[Collected data entries]

>>>>

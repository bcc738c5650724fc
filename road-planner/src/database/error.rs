//! Database error types.

use std::path::PathBuf;

/// Why a single database row was rejected.
#[derive(Debug, Clone, PartialEq, thiserror::Error)]
pub enum RecordError {
    /// Row has too few or too many fields
    #[error("expected 4 or 5 fields, found {0}")]
    FieldCount(usize),

    /// A required text field is blank
    #[error("{0} is empty")]
    EmptyField(&'static str),

    /// Latitude or longitude is not a finite number
    #[error("invalid {field} {value:?}")]
    InvalidCoordinate { field: &'static str, value: String },

    /// The CSV reader could not decode the row
    #[error("malformed CSV: {0}")]
    Csv(String),
}

/// A rejected database row. Non-fatal: the loader logs it and moves on.
#[derive(Debug, Clone, PartialEq, thiserror::Error)]
#[error("error parsing line {line}: {reason}")]
pub struct ParseError {
    /// 1-based line number in the source.
    pub line: u64,
    #[source]
    pub reason: RecordError,
}

/// Fatal errors while loading a database.
#[derive(Debug, thiserror::Error)]
pub enum LoadError {
    /// The database file could not be opened
    #[error("cannot open database {path}: {source}")]
    Open {
        path: PathBuf,
        #[source]
        source: std::io::Error,
    },

    /// Reading from the source failed part way through
    #[error("I/O error reading database: {0}")]
    Io(#[from] std::io::Error),
}

/// Errors resolving a "Name, Region" query against the database.
#[derive(Debug, Clone, PartialEq, Eq, thiserror::Error)]
pub enum LookupError {
    /// Query is well-formed but no such city exists
    #[error("query city \"{query}\" not found in database")]
    NotFound { query: String },

    /// Query is not of the form "Name, Region"
    #[error("invalid city query \"{query}\": expected \"Name, Region\"")]
    InvalidQuery { query: String },
}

<<<<

Try it :: Every line from the one containing "a finite number" through the end of the data must be repeated exactly, and no other line.

Solution to this problem ::
    /// Latitude or longitude is not a finite number
    #[error("invalid {field} {value:?}")]
    InvalidCoordinate { field: &'static str, value: String },

    /// The CSV reader could not decode the row
    #[error("malformed CSV: {0}")]
    Csv(String),
}

/// A rejected database row. Non-fatal: the loader logs it and moves on.
#[derive(Debug, Clone, PartialEq, thiserror::Error)]
#[error("error parsing line {line}: {reason}")]
pub struct ParseError {
    /// 1-based line number in the source.
    pub line: u64,
    #[source]
    pub reason: RecordError,
}

/// Fatal errors while loading a database.
#[derive(Debug, thiserror::Error)]
pub enum LoadError {
    /// The database file could not be opened
    #[error("cannot open database {path}: {source}")]
    Open {
        path: PathBuf,
        #[source]
        source: std::io::Error,
    },

    /// Reading from the source failed part way through
    #[error("I/O error reading database: {0}")]
    Io(#[from] std::io::Error),
}

/// Errors resolving a "Name, Region" query against the database.
#[derive(Debug, Clone, PartialEq, Eq, thiserror::Error)]
pub enum LookupError {
    /// Query is well-formed but no such city exists
    #[error("query city \"{query}\" not found in database")]
    NotFound { query: String },

    /// Query is not of the form "Name, Region"
    #[error("invalid city query \"{query}\": expected \"Name, Region\"")]
    InvalidQuery { query: String },
}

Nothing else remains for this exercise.